Figure 10 shows the result of the power simulation above. Again, PLEIO outperformed other methods. With sample sizes that meet 𝑵𝒉𝟐= 10,000, PLEIO attained a power of 72.6%, while the second-best method (MTAG-U) attained 52.8%, and the third-best method (ASSET) attained 37.3%. Note that MTAG-F is a trait-specific method, and the interpretation is different for MTAG-F than other methods. Therefore, a careful interpretation is required for other methods before concluding that the focal trait drives the association.

Figure 9 The results of the power test. I performed a total of five power tests. Each line shows the statistical power of a model gained from an association test using seven summary statistics: PLEIO (red), MTAG-U (blue), MTAG-C (light blue), METAL (green), and ASSET (yellow). At the bottom of the figure, I visualized the simulation setting of each test. The box plot shows the genetic correlation. 𝑄 and 𝐵 indicate whether the phenotype is quantitative or binary. The heritability values of the traits are shown on the left side of the boxplot. The trait phenotype units are shown at the bottom of the box plot. The line thickness indicates the 95% confidence interval.

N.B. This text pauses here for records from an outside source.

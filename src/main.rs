use anyhow::Result;
use clap::Parser;

use opportunity_engine::cli::{handle_command, Cli};
use opportunity_engine::{EngineConfig, OpportunityEngine};

use tracing_subscriber::layer::SubscriberExt;
use tracing_subscriber::util::SubscriberInitExt;
use tracing_subscriber::{fmt, EnvFilter, Registry};

#[tokio::main]
async fn main() -> Result<()> {
    Registry::default()
        .with(fmt::layer())
        .with(
            EnvFilter::try_from_default_env()
                .unwrap_or_else(|_| EnvFilter::new("opportunity_engine=info,rocket::server=off")),
        )
        .init();

    let cli = Cli::parse();

    let config = EngineConfig::load()?;
    let engine = OpportunityEngine::new(&config)?;

    handle_command(cli, engine).await
}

Figure 10. Power test results assuming LDL as the focal trait. Each line shows the statistical power of a model gained from an association test using seven summary statistics:

PLEIO (red), MTAG-U (blue), MTAG-F (light blue), METAL (green), and ASSET (yellow). Note that the x-axis is the product of the sample number and heritability. For example, the number of samples of a trait with a heritability value of 0.1 is 100,000 for 𝑁𝒉2= 10,000 and 40,000 for 𝑁𝒉2= 4,000. At the bottom of the figure, I visualized the simulation setting of each test. The box plot shows the genetic correlation. The color of the trait name indicates whether the phenotype is quantitative (green) or binary (purple). Since the focal trait is the main interest of this analysis, I assumed that the focal trait collected twice as many samples as a non-focal trait. In other words, a point of the focal trait in the x-axis means 𝑁𝒉22.